→ The problem
Beginning at the top of the data below, write out every line exactly until you reach the line with "use crate::planner::ChunkPlan;", and include that line.

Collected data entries
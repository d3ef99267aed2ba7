//! Server-side bookkeeping for one file transfer in progress.

use chrono::{DateTime, Duration as ChronoDuration, Utc};
use std::collections::HashSet;
use std::time::Duration;

use dropgate_protocol::SessionStatus;

use crate::planner::ChunkPlan;

/// Set of chunk indices received and verified, fixed-capacity.
#[derive(Debug, Clone)]
pub struct ReceivedBitmap {
    words: Vec<u64>,
    capacity: u32,
    count: u32,
}

impl ReceivedBitmap {
    pub fn new(capacity: u32) -> Self {
        let words = vec![0u64; capacity.div_ceil(64) as usize];
        Self {
            words,
            capacity,
            count: 0,
        }
    }

    /// Marks `index` received. Returns `true` if it was newly set.
    pub fn mark(&mut self, index: u32) -> bool {
        debug_assert!(index < self.capacity);
        let word = (index / 64) as usize;
        let bit = 1u64 << (index % 64);
        if self.words[word] & bit != 0 {
            return false;
        }
        self.words[word] |= bit;
        self.count += 1;
        true
    }

    pub fn contains(&self, index: u32) -> bool {
        if index >= self.capacity {
            return false;
        }
        self.words[(index / 64) as usize] & (1u64 << (index % 64)) != 0
    }

    pub fn count(&self) -> u32 {
        self.count
    }

    pub fn capacity(&self) -> u32 {
        self.capacity
    }

    pub fn is_complete(&self) -> bool {
        self.count == self.capacity
    }

    /// Received indices, ascending.
    pub fn indices(&self) -> Vec<u32> {
        (0..self.capacity).filter(|i| self.contains(*i)).collect()
    }
}

/// One in-flight upload.
///
/// Mutated only by the session manager under the per-session lock held by
/// the session store entry.
#[derive(Debug)]
pub struct UploadSession {
    pub id: String,
    pub owner_id: String,
    pub workspace_id: String,
    pub file_name: String,
    pub declared_total_size: u64,
    pub content_hash: Option<String>,
    pub chunk_size: u64,
    pub chunk_count: u32,
    pub status: SessionStatus,
    pub created_at: DateTime<Utc>,
    pub expires_at: DateTime<Utc>,
    pub assembly_attempts: u32,
    received: ReceivedBitmap,
    /// Hex checksum of each received chunk, for idempotent resubmits.
    chunk_checksums: Vec<Option<String>>,
    /// Indices whose bytes are being written right now (reserved, not yet
    /// marked received). Keeps concurrent same-index submits from racing
    /// the object store.
    in_flight: HashSet<u32>,
}

impl UploadSession {
    pub fn new(
        id: String,
        owner_id: String,
        workspace_id: String,
        file_name: String,
        content_hash: Option<String>,
        plan: ChunkPlan,
        ttl: Duration,
    ) -> Self {
        let created_at = Utc::now();
        let ttl = ChronoDuration::from_std(ttl).unwrap_or(ChronoDuration::MAX);
        let expires_at = created_at
            .checked_add_signed(ttl)
            .unwrap_or(DateTime::<Utc>::MAX_UTC);
        Self {
            id,
            owner_id,
            workspace_id,
            file_name,
            declared_total_size: plan.total_size,
            content_hash,
            chunk_size: plan.chunk_size,
            chunk_count: plan.chunk_count,
            status: SessionStatus::Pending,
            created_at,
            expires_at,
            assembly_attempts: 0,
            received: ReceivedBitmap::new(plan.chunk_count),
            chunk_checksums: vec![None; plan.chunk_count as usize],
            in_flight: HashSet::new(),
        }
    }

    pub fn plan(&self) -> ChunkPlan {
        ChunkPlan {
            total_size: self.declared_total_size,
            chunk_size: self.chunk_size,
            chunk_count: self.chunk_count,
        }
    }

    pub fn is_expired_at(&self, now: DateTime<Utc>) -> bool {
        now > self.expires_at
    }

    /// `true` while the session accepts chunk submissions.
    pub fn accepts_chunks(&self) -> bool {
        matches!(self.status, SessionStatus::Pending | SessionStatus::Active)
    }

    pub fn received(&self) -> &ReceivedBitmap {
        &self.received
    }

    pub fn chunk_checksum(&self, index: u32) -> Option<&str> {
        self.chunk_checksums
            .get(index as usize)
            .and_then(|c| c.as_deref())
    }

    /// Reserves `index` for writing. Returns `false` if another writer
    /// already holds the reservation.
    pub fn reserve_chunk(&mut self, index: u32) -> bool {
        self.in_flight.insert(index)
    }

    pub fn release_chunk(&mut self, index: u32) {
        self.in_flight.remove(&index);
    }

    /// Records a verified chunk: marks the bitmap, stores its checksum and
    /// moves `pending -> active` on the first chunk.
    pub fn record_chunk(&mut self, index: u32, checksum: String) {
        self.in_flight.remove(&index);
        if self.received.mark(index) {
            self.chunk_checksums[index as usize] = Some(checksum);
        }
        if self.status == SessionStatus::Pending {
            self.status = SessionStatus::Active;
        }
    }

    /// Percentage of chunks received, 0–100.
    pub fn percentage(&self) -> f64 {
        if self.chunk_count == 0 {
            return 0.0;
        }
        f64::from(self.received.count()) / f64::from(self.chunk_count) * 100.0
    }
}
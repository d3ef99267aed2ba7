//! The server-push event stream.
//!
//! One SSE response owns exactly one bus subscription. The subscription
//! queue is drained in order onto the response; dropping the response
//! (client disconnect, server shutdown) drops the subscription, which the
//! bus prunes on its next publish.

use std::convert::Infallible;

use axum::extract::{Query, State};
use axum::http::HeaderMap;
use axum::response::sse::{Event as SseEvent, KeepAlive, Sse};
use futures_util::stream;
use futures_util::{Stream, StreamExt};
use serde::Deserialize;

use dropgate_events::Subscription;
use dropgate_protocol::events::Event;

use crate::error::{ApiError, require_actor};
use crate::state::AppState;

#[derive(Debug, Deserialize)]
pub struct StreamQuery {
    /// Workspace ids of interest, comma-separated.
    pub workspace: String,
    /// Resume point: last sequence number the client has seen.
    pub from: Option<u64>,
}

/// `GET /events/stream?workspace={ids}&from={seq?}`
pub async fn events_stream(
    State(state): State<AppState>,
    headers: HeaderMap,
    Query(query): Query<StreamQuery>,
) -> Result<Sse<impl Stream<Item = Result<SseEvent, Infallible>>>, ApiError> {
    let actor = require_actor(&headers)?;

    let workspaces: Vec<String> = query
        .workspace
        .split(',')
        .map(str::trim)
        .filter(|w| !w.is_empty())
        .map(str::to_string)
        .collect();
    if workspaces.is_empty() {
        return Err(ApiError::bad_request("at least one workspace is required"));
    }

    for workspace in &workspaces {
        if !state.records.is_member(&actor, workspace).await {
            return Err(ApiError::unauthorized(format!(
                "actor may not subscribe to workspace {workspace}"
            )));
        }
    }

    let subscription = state.bus.subscribe(&actor, workspaces, query.from);
    tracing::info!(actor = %actor, from = ?query.from, "event stream opened");

    let opening = stream::iter(vec![Ok(start_frame(&subscription))]);
    let live = stream::unfold(subscription, |subscription| async move {
        loop {
            match subscription.recv().await {
                Some(event) => match to_sse(&event) {
                    Some(frame) => return Some((Ok(frame), subscription)),
                    None => continue,
                },
                None => return None,
            }
        }
    });

    Ok(Sse::new(opening.chain(live)).keep_alive(
        KeepAlive::new()
            .interval(state.config.keep_alive)
            .text("keep-alive"),
    ))
}

/// First frame on every stream: where delivery effectively starts, so a
/// resuming client knows whether its `from` was honored.
fn start_frame(subscription: &Subscription) -> SseEvent {
    let starts: Vec<serde_json::Value> = subscription
        .start_points()
        .iter()
        .map(|p| {
            serde_json::json!({
                "workspaceId": p.workspace_id,
                "lastSequence": p.last_sequence,
                "resumed": p.resumed,
            })
        })
        .collect();
    SseEvent::default()
        .event("stream.start")
        .data(serde_json::json!(starts).to_string())
}

fn to_sse(event: &Event) -> Option<SseEvent> {
    let data = match serde_json::to_string(event) {
        Ok(data) => data,
        Err(e) => {
            tracing::warn!(error = %e, "skipping unserializable event");
            return None;
        }
    };
    Some(
        SseEvent::default()
            .event(event.kind.as_str())
            .id(event.sequence_number.to_string())
            .data(data),
    )
}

→ Task result
repository d3ef99267aed2ba7
//! Server-side bookkeeping for one file transfer in progress.

use chrono::{DateTime, Duration as ChronoDuration, Utc};
use std::collections::HashSet;
use std::time::Duration;

use dropgate_protocol::SessionStatus;

use crate::planner::ChunkPlan;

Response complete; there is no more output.